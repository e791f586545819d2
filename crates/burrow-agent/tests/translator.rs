use std::sync::atomic::{AtomicUsize, Ordering};
use std::sync::{Arc, Mutex};

use async_trait::async_trait;
use axum::extract::State;
use axum::http::{Method, StatusCode, Uri};
use axum::Router;
use serde_json::{json, Value};

use burrow_agent::channel::MessageHandler;
use burrow_agent::translator::{CommandTranslator, ExitNodeClient, ProxyConfigReloader};
use burrow_protocol::{message_types, ControlMessage};

#[derive(Debug, Clone)]
struct Call {
    method: Method,
    path: String,
    query: Option<String>,
    body: Value,
}

#[derive(Clone, Default)]
struct Capture {
    calls: Arc<Mutex<Vec<Call>>>,
}

async fn capture(State(capture): State<Capture>, method: Method, uri: Uri, body: String) -> StatusCode {
    let body: Value = serde_json::from_str(&body).unwrap_or(Value::Null);
    let status = match (method.as_str(), uri.path(), body["publicKey"].as_str()) {
        ("POST", "/peer", Some("existing")) => StatusCode::CONFLICT,
        ("DELETE", "/peer", Some("missing")) => StatusCode::NOT_FOUND,
        (_, "/update-destinations", _) => StatusCode::INTERNAL_SERVER_ERROR,
        _ => StatusCode::OK,
    };

    capture.calls.lock().unwrap().push(Call {
        method,
        path: uri.path().to_string(),
        query: uri.query().map(str::to_string),
        body,
    });
    status
}

/// Local exit node API that records every request
async fn spawn_exit_node() -> (String, Capture) {
    let state = Capture::default();
    let app = Router::new().fallback(capture).with_state(state.clone());

    let listener = tokio::net::TcpListener::bind("127.0.0.1:0").await.unwrap();
    let addr = listener.local_addr().unwrap();
    tokio::spawn(async move {
        axum::serve(listener, app).await.unwrap();
    });

    (format!("http://{}", addr), state)
}

#[derive(Default)]
struct CountingReloader {
    reloads: AtomicUsize,
}

#[async_trait]
impl ProxyConfigReloader for CountingReloader {
    async fn reload(&self) -> anyhow::Result<()> {
        self.reloads.fetch_add(1, Ordering::SeqCst);
        Ok(())
    }
}

async fn translator() -> (Arc<CommandTranslator>, Capture, Arc<CountingReloader>) {
    let (base_url, capture) = spawn_exit_node().await;
    let reloader = Arc::new(CountingReloader::default());
    let exit_node = ExitNodeClient::new(reqwest::Client::new(), base_url);
    let translator = Arc::new(CommandTranslator::new(exit_node, reloader.clone()));
    (translator, capture, reloader)
}

fn message(message_type: &str, data: Value) -> ControlMessage {
    ControlMessage::new(message_type, data)
}

#[tokio::test]
async fn test_peer_remove_sends_delete_with_key() {
    let (translator, capture, _) = translator().await;

    translator
        .handle(message(message_types::PEERS_REMOVE, json!({ "publicKey": "abc" })))
        .await
        .unwrap();

    let calls = capture.calls.lock().unwrap();
    assert_eq!(calls.len(), 1);
    assert_eq!(calls[0].method, Method::DELETE);
    assert_eq!(calls[0].path, "/peer");
    assert_eq!(calls[0].query.as_deref(), Some("public_key=abc"));
    assert_eq!(calls[0].body, json!({ "publicKey": "abc" }));
}

#[tokio::test]
async fn test_peer_add_defaults_allowed_ips() {
    let (translator, capture, _) = translator().await;

    translator
        .handle(message(message_types::PEERS_ADD, json!({ "publicKey": "k1" })))
        .await
        .unwrap();

    let calls = capture.calls.lock().unwrap();
    assert_eq!(calls[0].method, Method::POST);
    assert_eq!(calls[0].path, "/peer");
    assert_eq!(calls[0].body, json!({ "publicKey": "k1", "allowedIps": [] }));
}

#[tokio::test]
async fn test_idempotent_peer_calls() {
    let (base_url, capture) = spawn_exit_node().await;
    let client = ExitNodeClient::new(reqwest::Client::new(), base_url);

    let add = burrow_protocol::PeerAdd {
        public_key: "existing".to_string(),
        allowed_ips: vec!["10.0.0.2/32".to_string()],
    };
    client.add_peer(&add).await.unwrap();

    let remove = burrow_protocol::PeerRemove {
        public_key: "missing".to_string(),
    };
    client.remove_peer(&remove).await.unwrap();

    assert_eq!(capture.calls.lock().unwrap().len(), 2);
}

#[tokio::test]
async fn test_failed_call_is_dropped() {
    let (translator, capture, _) = translator().await;

    // the exit node answers 500; the handler still succeeds and nothing is retried
    translator
        .handle(message(message_types::UPDATE_DESTINATIONS, json!({ "destinations": [] })))
        .await
        .unwrap();

    assert_eq!(capture.calls.lock().unwrap().len(), 1);
}

#[tokio::test]
async fn test_payloads_are_relayed() {
    let (translator, capture, _) = translator().await;
    let mapping = json!({ "oldDestination": { "destinationIP": "10.0.0.5", "destinationPort": 80 } });

    translator
        .handle(message(message_types::UPDATE_PROXY_MAPPING, mapping.clone()))
        .await
        .unwrap();

    let calls = capture.calls.lock().unwrap();
    assert_eq!(calls[0].path, "/update-proxy-mapping");
    assert_eq!(calls[0].body, mapping);
}

#[tokio::test]
async fn test_reload_regenerates_proxy_config() {
    let (translator, capture, reloader) = translator().await;

    translator
        .handle(message(message_types::TRAEFIK_RELOAD, Value::Null))
        .await
        .unwrap();

    assert_eq!(reloader.reloads.load(Ordering::SeqCst), 1);
    assert!(capture.calls.lock().unwrap().is_empty());
}

#[tokio::test]
async fn test_malformed_payload_is_rejected() {
    let (translator, capture, _) = translator().await;

    let result = translator
        .handle(message(message_types::PEERS_ADD, json!({ "allowedIps": ["10.0.0.2/32"] })))
        .await;

    assert!(result.is_err());
    assert!(capture.calls.lock().unwrap().is_empty());
}
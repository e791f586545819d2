//! Configuration management for burrow

mod agent;
pub mod serde_utils;

pub use agent::{
    AgentConfig, AppSection, AuditSection, ControlChannelSection, GerbilSection, ManagedSection,
    ServerSection, TraefikSection,
};

use crate::error::ConfigError;
use std::path::{Path, PathBuf};

/// Get the default configuration directory
pub fn default_config_dir() -> PathBuf {
    dirs::config_dir()
        .unwrap_or_else(|| PathBuf::from("."))
        .join("burrow")
}

/// Get the default configuration file path
pub fn default_config_path() -> PathBuf {
    default_config_dir().join("config.toml")
}

/// Load configuration from a file
pub fn load_config<T: serde::de::DeserializeOwned>(path: &Path) -> Result<T, ConfigError> {
    if !path.exists() {
        return Err(ConfigError::NotFound(path.to_path_buf()));
    }

    let content = std::fs::read_to_string(path)
        .map_err(|e| ConfigError::Invalid(format!("Failed to read config: {}", e)))?;

    let config: T = toml::from_str(&content)?;
    tracing::debug!("Loaded configuration from {}", path.display());
    Ok(config)
}
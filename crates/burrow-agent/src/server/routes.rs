use axum::extract::State;
use axum::http::StatusCode;
use axum::response::{IntoResponse, Response};
use axum::routing::{get, post};
use axum::{Json, Router};
use serde_json::{json, Value};
use tokio::net::TcpListener;
use tokio_util::sync::CancellationToken;

use crate::remote::log_remote_failure;
use crate::state::AppState;

use super::verify::VerifyRequest;

/// Local routes and the hybrid path each one is relayed to
const FORWARDED: &[(&str, &str)] = &[
    ("/gerbil/receive-bandwidth", "gerbil/receive-bandwidth"),
    ("/gerbil/update-hole-punch", "gerbil/update-hole-punch"),
    ("/gerbil/get-all-relays", "gerbil/get-all-relays"),
    ("/gerbil/get-resolved-hostname", "gerbil/get-resolved-hostname"),
    ("/gerbil/get-config", "gerbil/get-config"),
    ("/badger/exchange-session", "badger/exchange-session"),
];

pub fn router(state: AppState) -> Router {
    let mut app = Router::new()
        .route("/", get(health_handler))
        .route("/badger/verify-session", post(verify_session_handler));

    for &(route, remote_path) in FORWARDED {
        app = app.route(
            route,
            post(move |state: State<AppState>, body: Json<Value>| forward_handler(state, remote_path, body)),
        );
    }

    app.with_state(state)
}

/// Serve `app` on `listener` until `cancel` fires
pub async fn serve(listener: TcpListener, app: Router, cancel: CancellationToken) -> std::io::Result<()> {
    if let Ok(addr) = listener.local_addr() {
        tracing::info!("Internal server listening on http://{}", addr);
    }

    axum::serve(listener, app)
        .with_graceful_shutdown(async move { cancel.cancelled().await })
        .await?;

    tracing::info!("Internal server stopped");
    Ok(())
}

async fn health_handler() -> Json<Value> {
    Json(json!({ "message": "Healthy" }))
}

async fn verify_session_handler(State(state): State<AppState>, Json(request): Json<VerifyRequest>) -> Response {
    let response = state.verifier.verify(request).await;
    Json(response).into_response()
}

async fn forward_handler(State(state): State<AppState>, remote_path: &'static str, Json(body): Json<Value>) -> Response {
    match state.forwarder.forward(remote_path, &body).await {
        Ok(forwarded) => (forwarded.status, Json(forwarded.body)).into_response(),
        Err(e) => {
            log_remote_failure("Error forwarding request to remote", &e);
            (
                StatusCode::BAD_GATEWAY,
                Json(json!({
                    "error": "Failed to reach the remote server",
                    "status": StatusCode::BAD_GATEWAY.as_u16(),
                })),
            )
                .into_response()
        }
    }
}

---*---

* AIM OF THE TASK:
Please count how many lines of the records include "TcpListener", giving the number and nothing else.

* OUTPUT OF THE EXERCISE:
3